Biography of Henry A. Kirby

It was in the jewelry trade that Henry A. Kirby performed his life’s work, accomplishing a great deal for the betterment of his industry and taking a lively interest at all times in the affairs of Providence. A man of kindly and generous spirit, eager to help others and to do what he could for the advancement of conditions among his fellowmen, he came to be esteemed and loved in his city and State, where he acquired a host of friends. His passing took from this region of New England one of its outstanding citizens, a man who contributed much to its institutions, and one whose memory lives on, a pleasant and inspiring influence in the lives of others.

Mr. Kirby was born at Huntington, Long Island, New York, on March 3, 1862, son of Isaac B. and Mary (Cornell) Kirby. He received his early education in the Providence public schools, and later attended the high school of this city. Upon completing his formal studies, he began his career as accountant with Tilden and Thurber, wholesale and retail jewelers. It was in 1886 that he started the manufacture of jewelry in partnership with B. E. Mowry under the firm name of Kirby and Mowry. This partnership was dissolved in 1898, and the H. A. Kirby Company was in that year incorporated, with Henry A. Kirby at the head of the business. This enterprise continued, prospering through the years, until his death in 1920. He manufactured a high grade of diamond and also other precious stones, and set a great deal of work in gold and platinum, having been noted for his skill in this field.

Along with his business activities, he was a leader in social and civic affairs. He was for many years a member of the Narragansett Boat Club, and for several years he held the title of amateur champion oarsman. He was a member, too, of the Rhode Island Country Club and the Wannamoisett Country Club. His political alignment was with the Republican party, whose policies and principles he regularly supported, though he never cared for or sought public office. His religious faith was that of the Protestant Episcopal Church, his membership having been in Grace Church, of Providence. Fond of outdoor life, he spent a great deal of his time in healthful recreational pursuits, and had a farm at Warwick Neck, Rhode Island, where he passed a large amount of leisure time.

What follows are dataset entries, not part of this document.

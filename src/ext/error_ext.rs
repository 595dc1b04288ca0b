use std::error::Error;

pub trait ErrorChainExt {
    /// The error and all of its sources on one line, separated by `: `.
    fn chain_display(&self) -> String;
}

impl<E: Error> ErrorChainExt for E {
    fn chain_display(&self) -> String {
        let mut text = self.to_string();
        let mut source = self.source();
        while let Some(err) = source {
            text.push_str(": ");
            text.push_str(&err.to_string());
            source = err.source();
        }
        text
    }
}

#[cfg(test)]
mod tests {
    use super::*;
    use snafu::prelude::*;

    #[derive(Debug, Snafu)]
    #[snafu(display("outer"))]
    struct Outer {
        source: std::io::Error,
    }

    #[test]
    fn joins_the_source_chain() {
        let err = Outer {
            source: std::io::Error::other("inner"),
        };
        assert_eq!(err.chain_display(), "outer: inner");
    }
}
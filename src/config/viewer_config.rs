use std::io::ErrorKind;
use std::path::{Path, PathBuf};

use clap::ValueEnum;
use compio::fs;
use hashlink::LinkedHashMap;
use saphyr::{LoadableYamlNode, Scalar, Yaml};
use snafu::prelude::*;
use tracing::debug;

use crate::application::data::ColorMode;

const CONFIG_FILE_NAME: &str = "dzview.yaml";

pub fn get_default_config_path() -> PathBuf {
    PathBuf::from(CONFIG_FILE_NAME)
}

/// Settings read from the optional YAML configuration file.
///
/// Every field is optional; command line flags take precedence over
/// anything set here.
#[derive(Debug, Clone, Default, PartialEq, Eq)]
pub struct ViewerConfig {
    pub host: Option<String>,
    pub name: Option<String>,
    pub path: Option<String>,
    pub events_prefix: Option<String>,
    pub secure: Option<bool>,
    pub highlight_ms: Option<u64>,
    pub were_back_secs: Option<u64>,
    pub connect_timeout_secs: Option<u64>,
    pub color: Option<ColorMode>,
}

impl ViewerConfig {
    /// Reads `explicit` if given. Otherwise reads the default file from the
    /// working directory, falling back to defaults when it does not exist.
    pub async fn read(explicit: Option<&Path>) -> Result<Self, ConfigError> {
        match explicit {
            Some(path) => Self::from_path(path.to_path_buf()).await,
            None => Self::from_optional_path(get_default_config_path()).await,
        }
    }

    /// Reads `path`, treating a missing file as an empty configuration.
    async fn from_optional_path(path: PathBuf) -> Result<Self, ConfigError> {
        match Self::from_path(path).await {
            Err(ConfigError::ReadError { file_path, source })
                if source.kind() == ErrorKind::NotFound =>
            {
                debug!("No {} found, using defaults", file_path);
                Ok(Self::default())
            }
            other => other,
        }
    }

    pub async fn from_path(path: PathBuf) -> Result<Self, ConfigError> {
        debug!("Reading config file: {}", path.display());
        let bytes = fs::read(&path).await.context(ReadSnafu {
            file_path: path.display().to_string(),
        })?;
        debug!("Successfully read config file: {} bytes", bytes.len());

        let contents = String::from_utf8(bytes).context(EncodingSnafu {
            file_path: path.display().to_string(),
        })?;
        contents.as_str().try_into()
    }

    fn apply_entry(&mut self, key: &str, value: &Yaml) -> Result<(), ConfigError> {
        match key {
            "host" => self.host = Some(string_value(key, value)?),
            "name" => self.name = Some(string_value(key, value)?),
            "path" => self.path = Some(string_value(key, value)?),
            "events_prefix" => self.events_prefix = Some(string_value(key, value)?),
            "secure" => self.secure = Some(bool_value(key, value)?),
            "highlight_ms" => self.highlight_ms = Some(unsigned_value(key, value)?),
            "were_back_secs" => self.were_back_secs = Some(unsigned_value(key, value)?),
            "connect_timeout_secs" => {
                self.connect_timeout_secs = Some(unsigned_value(key, value)?)
            }
            "color" => {
                let raw = string_value(key, value)?;
                let mode = ColorMode::from_str(&raw, true).map_err(|_| ConfigError::InvalidValue {
                    key: key.to_string(),
                    expected: "one of auto, always, never",
                })?;
                self.color = Some(mode);
            }
            _ => debug!("Skipping unknown config key: {}", key),
        }
        Ok(())
    }

    fn parse_mapping(top_level: &LinkedHashMap<Yaml, Yaml>) -> Result<Self, ConfigError> {
        top_level
            .iter()
            .filter_map(|(key, value)| match key {
                Yaml::Value(Scalar::String(key)) => Some((key, value)),
                _ => {
                    debug!("Skipping non-string config key: {:?}", key);
                    None
                }
            })
            .try_fold(Self::default(), |mut config, (key, value)| {
                config.apply_entry(key, value)?;
                Ok(config)
            })
    }
}

impl TryFrom<&str> for ViewerConfig {
    type Error = ConfigError;

    fn try_from(contents: &str) -> Result<Self, Self::Error> {
        let documents = Yaml::load_from_str(contents).context(ParseSnafu)?;
        let Some(document) = documents.first() else {
            return Ok(Self::default());
        };

        let top_level = document.as_mapping().context(TopLevelNotMapSnafu)?;
        Self::parse_mapping(top_level)
    }
}

fn string_value(key: &str, value: &Yaml) -> Result<String, ConfigError> {
    match value {
        Yaml::Value(Scalar::String(text)) => Ok(text.to_string()),
        _ => InvalidValueSnafu {
            key,
            expected: "a string",
        }
        .fail(),
    }
}

fn bool_value(key: &str, value: &Yaml) -> Result<bool, ConfigError> {
    match value {
        Yaml::Value(Scalar::Boolean(flag)) => Ok(*flag),
        _ => InvalidValueSnafu {
            key,
            expected: "true or false",
        }
        .fail(),
    }
}

fn unsigned_value(key: &str, value: &Yaml) -> Result<u64, ConfigError> {
    match value {
        Yaml::Value(Scalar::Integer(number)) if *number >= 0 => Ok(*number as u64),
        _ => InvalidValueSnafu {
            key,
            expected: "a non-negative integer",
        }
        .fail(),
    }
}

#[derive(Debug, Snafu)]
pub enum ConfigError {
    #[snafu(display("Failed to read the config file: {}", file_path))]
    ReadError {
        file_path: String,
        source: std::io::Error,
    },
    #[snafu(display("The config file {} is not valid UTF-8", file_path))]
    EncodingError {
        file_path: String,
        source: std::string::FromUtf8Error,
    },
    #[snafu(display("Failed to parse the config file"))]
    ParseError { source: saphyr::ScanError },
    #[snafu(display("Top level of config should be a map"))]
    TopLevelNotMap,
    #[snafu(display("Config key '{}' should be {}", key, expected))]
    InvalidValue { key: String, expected: &'static str },
}

#[cfg(test)]
mod tests {
    use super::*;
    use rstest::*;
    use std::io::Write;
    use tempfile::NamedTempFile;

    #[compio::test]
    async fn config_returns_error_on_nonexistent_explicit_file() {
        let result = ViewerConfig::read(Some(Path::new("nonexistent.yaml"))).await;
        assert!(matches!(result, Err(ConfigError::ReadError { .. })));
    }

    #[compio::test]
    async fn missing_default_file_yields_defaults() {
        let dir = tempfile::tempdir().expect("Failed to create temp dir");
        let config = ViewerConfig::from_optional_path(dir.path().join(CONFIG_FILE_NAME))
            .await
            .unwrap();
        assert_eq!(config, ViewerConfig::default());
    }

    #[compio::test]
    async fn unreadable_default_path_is_still_an_error() {
        let dir = tempfile::tempdir().expect("Failed to create temp dir");
        let result = ViewerConfig::from_optional_path(dir.path().to_path_buf()).await;
        assert!(matches!(result, Err(ConfigError::ReadError { .. })));
    }

    #[compio::test]
    async fn default_path_is_parsed_when_present() {
        let dir = tempfile::tempdir().expect("Failed to create temp dir");
        let path = dir.path().join(CONFIG_FILE_NAME);
        std::fs::write(&path, "name: staging\n").expect("Failed to write config");

        let config = ViewerConfig::from_optional_path(path).await.unwrap();
        assert_eq!(config.name.as_deref(), Some("staging"));
    }

    #[compio::test]
    async fn config_reads_every_known_key_from_file() {
        let mut file = NamedTempFile::new().expect("Failed to create temp file");
        write!(
            file,
            r#"
host: doozer.example:8000
name: prod
path: /d/prod/
events_prefix: /events
secure: false
highlight_ms: 250
were_back_secs: 3
connect_timeout_secs: 4
color: never
"#
        )
        .expect("Failed to write to temp file");

        let config = ViewerConfig::from_path(file.path().to_path_buf())
            .await
            .unwrap();
        assert_eq!(
            config,
            ViewerConfig {
                host: Some("doozer.example:8000".to_string()),
                name: Some("prod".to_string()),
                path: Some("/d/prod/".to_string()),
                events_prefix: Some("/events".to_string()),
                secure: Some(false),
                highlight_ms: Some(250),
                were_back_secs: Some(3),
                connect_timeout_secs: Some(4),
                color: Some(ColorMode::Never),
            }
        );
    }

    #[compio::test]
    async fn config_rejects_non_utf8_files() {
        let mut file = NamedTempFile::new().expect("Failed to create temp file");
        file.write_all(&[0xff, 0xfe, 0x00])
            .expect("Failed to write to temp file");

        let result = ViewerConfig::from_path(file.path().to_path_buf()).await;
        assert!(matches!(result, Err(ConfigError::EncodingError { .. })));
    }

    #[test]
    fn config_returns_error_on_invalid_yaml() {
        let result: Result<ViewerConfig, _> = "invalid: yaml: content: [unclosed".try_into();
        assert!(matches!(result, Err(ConfigError::ParseError { .. })));
    }

    #[rstest]
    #[case("")]
    #[case("# only a comment")]
    fn config_without_documents_is_default(#[case] contents: &str) {
        let result: Result<ViewerConfig, _> = contents.try_into();
        assert_eq!(result.unwrap(), ViewerConfig::default());
    }

    #[rstest]
    #[case("- item1\n- item2")]
    #[case("just a string")]
    fn config_returns_error_when_top_level_is_not_map(#[case] contents: &str) {
        let result: Result<ViewerConfig, _> = contents.try_into();
        assert!(matches!(result, Err(ConfigError::TopLevelNotMap)));
    }

    #[rstest]
    #[case("host: 8000", "host")]
    #[case("secure: maybe", "secure")]
    #[case("highlight_ms: -5", "highlight_ms")]
    #[case("were_back_secs: soon", "were_back_secs")]
    #[case("connect_timeout_secs: 1.5", "connect_timeout_secs")]
    #[case("color: purple", "color")]
    fn config_reports_the_offending_key(#[case] contents: &str, #[case] expected_key: &str) {
        let result: Result<ViewerConfig, _> = contents.try_into();
        match result {
            Err(ConfigError::InvalidValue { key, .. }) => assert_eq!(key, expected_key),
            other => panic!("Expected InvalidValue, got {other:?}"),
        }
    }

    #[test]
    fn config_skips_unknown_keys() {
        let result: Result<ViewerConfig, _> = "theme: dark\n42: answer\nname: local".try_into();
        assert_eq!(
            result.unwrap(),
            ViewerConfig {
                name: Some("local".to_string()),
                ..ViewerConfig::default()
            }
        );
    }
}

He was especially interested in dairy stock and poultry raising. Prominent in fraternal affairs, he was a member of the Free and Accepted Masons. Into all of these varied organizations and the activities that they represented, as into his own jewelry business, Mr. Kirby consistently put his best energies and talents, so that his work was appreciated in many-different fields of Rhode Island and New England life.

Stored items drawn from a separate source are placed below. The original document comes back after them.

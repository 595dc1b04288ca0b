use std::time::Instant;

use crate::connection::{ConnectionState, StatusLine};
use crate::tree::{DirectoryId, TreeEngine};
use crate::view::{Palette, TreeView};

const INDENT: &str = "  ";
const TRY_NOW_HINT: &str = "[Enter: try now]";
const WERE_BACK_NOTICE: &str = "...and, we're back!";

/// Static part of the frame: which cluster and subtree are shown.
#[derive(Debug, Clone, PartialEq, Eq)]
pub struct Header {
    pub name: String,
    pub path: String,
}

/// Projects the current tree and connection status into printable text.
pub struct Frame<'a> {
    pub header: &'a Header,
    pub status: &'a StatusLine,
    pub tree: &'a TreeEngine<TreeView>,
    pub palette: Palette,
    pub now: Instant,
}

impl Frame<'_> {
    pub fn render(&self) -> String {
        let mut lines = vec![
            self.palette.title(&format!(
                "{} {} doozer viewer",
                self.header.name, self.header.path
            )),
            self.status_line(),
            String::new(),
            self.palette.directory(&self.header.path),
        ];
        self.push_directory(&mut lines, self.tree.root(), 1);
        lines.join("\n")
    }

    fn status_line(&self) -> String {
        let mut parts = vec![self.palette.status(
            &format!("[{}]", self.status.text),
            self.status.state,
        )];
        if self.status.state == ConnectionState::WaitingToRetry {
            if let Some(message) = &self.status.retry_message {
                parts.push(message.clone());
                parts.push(TRY_NOW_HINT.to_string());
            }
        }
        if self.status.were_back {
            parts.push(self.palette.notice(WERE_BACK_NOTICE));
        }
        parts.join("  ")
    }

    fn push_directory(&self, lines: &mut Vec<String>, id: DirectoryId, depth: usize) {
        let indent = INDENT.repeat(depth);
        let directory = self.tree.directory(id);

        for child in directory.directories() {
            let name = format!("{}/", self.tree.directory(*child).name());
            lines.push(format!("{indent}{}", self.palette.directory(&name)));
            self.push_directory(lines, *child, depth + 1);
        }

        let view = self.tree.observer();
        for child in directory.entries() {
            let entry = self.tree.entry(*child);
            let line = format!(
                "{} {} = {}",
                entry.name(),
                self.palette.version(&format!("({})", entry.version())),
                escape_body(entry.body())
            );
            lines.push(format!(
                "{indent}{}",
                self.palette.highlight(&line, view.highlight(*child, self.now))
            ));
        }
    }
}

fn escape_body(body: &str) -> String {
    body.replace('\\', "\\\\")
        .replace('\n', "\\n")
        .replace('\r', "\\r")
        .replace('\t', "\\t")
}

Henry A. Kirby married Ada Lucretia Perkins, daughter of Charles H. and Lucretia (Bundy) Perkins. A record of her father’s life and works appears in the preceding biography. The children of Henry A. and Ada Lucretia (Perkins) Kirby were:

  1. Marion, who became the wife of Alexander R. Fritz, of Pittsburgh, Pennsylvania; they became the parents of two children, Kirby Alexander and Harriet Virginia.
  2. Ada Josephine, who became the wife of Darius Goff, of Pawtucket, Rhode Island; they have two children, Marion Elizabeth, and Darius L.

The death of Henry A. Kirby, which occurred on April 12, 1920, was a cause of widespread and sincere sorrow among his hosts of friends in Rhode Island and elsewhere. He had contributed much to the well-being of Providence and had done his full share to hold high the standards of the jewelry trade. He had supported worthy movements, and had lent his aid to projects that he identified with the best interests of his State; and he is remembered as one who was a thoroughly useful and substantial citizen.

Carroll, Charles. Rhode Island: Three Centuries of Democracy, vol 3 of 4. New York: Lewis historical Pub. Co., 1932.